@leypanou C’est une vilaine tradition qui fait que, systématiquement, la politique internationale, la diplomatie, sont absent du débat. Le comble pour une élection supranationale ! En ce sens FI et RN sont bien plus proches que RN et LR par exemple. Comme sur le protectionnisme.
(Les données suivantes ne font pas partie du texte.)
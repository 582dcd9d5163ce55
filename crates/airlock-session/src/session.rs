//! Session types: the data structures that represent one connected player.
//!
//! A "session" is the server's record of a connection. It tracks:
//! - WHO the player is (`ClientId`, display name)
//! - WHERE they are in their lifecycle (`Stage`)
//! - WHAT they are doing in the current round (role, room, task ledger)
//! - HOW to reach them (the outbound packet queue)

use airlock_protocol::{ClientId, Packet, RoomId, TaskId};
use serde::Serialize;
use tokio::sync::mpsc;

/// Queue feeding a session's writer task.
///
/// Unbounded so that routing a packet never waits on a slow socket; the
/// writer task drains it at whatever pace the peer reads.
pub type PacketSender = mpsc::UnboundedSender<Packet>;

// ---------------------------------------------------------------------------
// SessionConfig
// ---------------------------------------------------------------------------

/// Limits for the registry and for display names.
#[derive(Debug, Clone)]
pub struct SessionConfig {
    /// Maximum number of simultaneously connected clients.
    pub capacity: usize,

    /// Shortest accepted display name, in characters, after trimming.
    pub name_len_min: usize,

    /// Longest accepted display name, in characters, after trimming.
    pub name_len_max: usize,
}

impl Default for SessionConfig {
    fn default() -> Self {
        Self {
            capacity: 10,
            name_len_min: 2,
            name_len_max: 10,
        }
    }
}

// ---------------------------------------------------------------------------
// Stage / Role
// ---------------------------------------------------------------------------

/// A session's lifecycle phase. Distinct from the round's own state: a
/// client that names itself while a round is running waits in `Lobby`.
///
/// ```text
///   Naming ──(set name)──→ Lobby ──(round starts)──→ InRound
///                            ↑                           │
///                            └──────(round ends)─────────┘
/// ```
#[derive(Debug, Clone, Copy, PartialEq, Eq, Serialize)]
#[serde(rename_all = "snake_case")]
pub enum Stage {
    Naming,
    Lobby,
    InRound,
}

/// A player's role. Only meaningful while [`Stage::InRound`].
#[derive(Debug, Clone, Copy, PartialEq, Eq, Serialize)]
#[serde(rename_all = "snake_case")]
pub enum Role {
    Crewmate,
    Impostor,
}

/// One slot of a task ledger.
#[derive(Debug, Clone, Copy, PartialEq, Eq)]
pub struct TaskSlot {
    pub task: TaskId,
    pub done: bool,
}

impl TaskSlot {
    /// A freshly assigned, not yet completed slot.
    pub fn new(task: TaskId) -> Self {
        Self { task, done: false }
    }
}

// ---------------------------------------------------------------------------
// Session
// ---------------------------------------------------------------------------

/// A single player's session on the server.
///
/// Owned by the [`ClientRegistry`](crate::ClientRegistry) from the moment
/// the connection is accepted until it closes.
#[derive(Debug)]
pub struct Session {
    pub id: ClientId,

    /// `None` until the client has picked a name.
    pub name: Option<String>,

    pub stage: Stage,

    /// Cleared when the session is unregistered; nothing is delivered to a
    /// disconnected session.
    pub connected: bool,

    pub alive: bool,

    pub role: Role,

    /// `None` outside of a round.
    pub room: Option<RoomId>,

    /// Assigned tasks in draw order. Empty for the impostor.
    pub ledger: Vec<TaskSlot>,

    /// Rooms moved through since this player's last kill.
    pub moves_since_kill: u32,

    /// Emergency meetings this player may still call this round.
    pub meetings_left: u32,

    sender: PacketSender,
}

impl Session {
    /// Creates a session in the naming stage.
    pub fn new(id: ClientId, sender: PacketSender) -> Self {
        Self {
            id,
            name: None,
            stage: Stage::Naming,
            connected: true,
            alive: true,
            role: Role::Crewmate,
            room: None,
            ledger: Vec::new(),
            moves_since_kill: 0,
            meetings_left: 0,
            sender,
        }
    }

    /// Returns `true` once the client has picked a name.
    pub fn is_named(&self) -> bool {
        self.stage != Stage::Naming
    }

    /// Returns `true` while the client takes part in the running round.
    pub fn in_round(&self) -> bool {
        self.stage == Stage::InRound
    }

    pub fn is_impostor(&self) -> bool {
        self.in_round() && self.role == Role::Impostor
    }

    /// An alive crewmate taking part in the round.
    pub fn is_living_crewmate(&self) -> bool {
        self.in_round() && self.alive && self.role == Role::Crewmate
    }

    /// The display name, or an empty string while naming.
    pub fn display_name(&self) -> &str {
        self.name.as_deref().unwrap_or_default()
    }

    /// Returns `true` if every ledger slot is done.
    pub fn tasks_done(&self) -> bool {
        self.ledger.iter().all(|slot| slot.done)
    }

    /// Queues a packet for this session's writer task.
    ///
    /// Returns `false` if the session is disconnected or its writer task
    /// has already gone away.
    pub fn send(&self, packet: Packet) -> bool {
        self.connected && self.sender.send(packet).is_ok()
    }

    /// Clears everything that only makes sense during a round.
    pub fn reset_round_state(&mut self) {
        self.role = Role::Crewmate;
        self.alive = true;
        self.room = None;
        self.ledger.clear();
        self.moves_since_kill = 0;
        self.meetings_left = 0;
    }

    /// An alive player taking part in the round.
    pub fn is_living_player(&self) -> bool {
        self.in_round() && self.alive
    }
}

#[cfg(test)]
mod tests {
    use airlock_protocol::{PacketType, Status};

    use super::*;

    fn session() -> (Session, mpsc::UnboundedReceiver<Packet>) {
        let (tx, rx) = mpsc::unbounded_channel();
        (Session::new(ClientId(1), tx), rx)
    }

    #[test]
    fn test_new_session_is_naming_and_connected() {
        let (session, _rx) = session();
        assert_eq!(session.stage, Stage::Naming);
        assert!(session.connected);
        assert!(!session.is_named());
        assert_eq!(session.display_name(), "");
    }

    #[test]
    fn test_send_queues_packet() {
        let (session, mut rx) = session();
        assert!(session.send(Packet::new(PacketType::Info, Status::Ok)));
        assert_eq!(rx.try_recv().unwrap().kind, PacketType::Info);
    }

    #[test]
    fn test_send_to_disconnected_session_is_dropped() {
        let (mut session, mut rx) = session();
        session.connected = false;
        assert!(!session.send(Packet::new(PacketType::Info, Status::Ok)));
        assert!(rx.try_recv().is_err());
    }

    #[test]
    fn test_tasks_done_requires_every_slot() {
        let (mut session, _rx) = session();
        session.ledger = vec![TaskSlot::new(TaskId(1)), TaskSlot::new(TaskId(2))];
        assert!(!session.tasks_done());

        session.ledger[0].done = true;
        assert!(!session.tasks_done());

        session.ledger[1].done = true;
        assert!(session.tasks_done());
    }

    #[test]
    fn test_reset_round_state_clears_round_fields() {
        let (mut session, _rx) = session();
        session.role = Role::Impostor;
        session.alive = false;
        session.room = Some(RoomId(3));
        session.ledger.push(TaskSlot::new(TaskId(0)));
        session.moves_since_kill = 4;
        session.meetings_left = 1;

        session.reset_round_state();

        assert_eq!(session.role, Role::Crewmate);
        assert!(session.alive);
        assert_eq!(session.room, None);
        assert!(session.ledger.is_empty());
        assert_eq!(session.moves_since_kill, 0);
        assert_eq!(session.meetings_left, 0);
    }

    #[test]
    fn test_stage_and_role_serialize_as_snake_case() {
        assert_eq!(serde_json::to_string(&Stage::InRound).unwrap(), r#""in_round""#);
        assert_eq!(serde_json::to_string(&Role::Impostor).unwrap(), r#""impostor""#);
    }
}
C’est un des travers de l’analyse de l’auteur qui analyse par le biais de clivage qui ne sont plus ceux qui sont déterminants.
Certes la FI est loin de son score à la présidentielle, mais les deux scrutins sont fort différents.Et ce sont les premières européennes de la FI qui réalise un score qui satisferait bon nombre de partis mieux établis.
Quant au leadership à gauche il n’est que partiellement remis en cause.
Ce qui reste du PS est peu en situation de l’assumer.
Et les écologistes ont réussi la seule élection à laquelle il ont traditionnellement un score significatif.
Surtout ils ont un positionnement peu lisible sur les autres sujets et finalement assez proche de LREM.
La stratégie de Macron à se présenter comme rempart au RN qu’il à designer comme « son » opposition à pleinement fonctionné.
Bien aidé par des médias complices.
Sans doute une partie des anti macron soucieux de le châtier dans les urnes auront choisi le RN. Rien n’indique que leur choix est définitif et que cette stratégie est inépuisable.
La grande leçon de ce scrutin est qu’il n’y a plus de grands partis inamovibles et capable de score à plus de 15% à chaque échéance.
@Laurent Simon ...vous oubliez la Grèce. Curieux oubli. A moins que ce soit l’attitude pitoyable de l’UE envers ce pays qui le motive. Cela dit c’est toute l’UE qui a un mauvais bilan économique et social.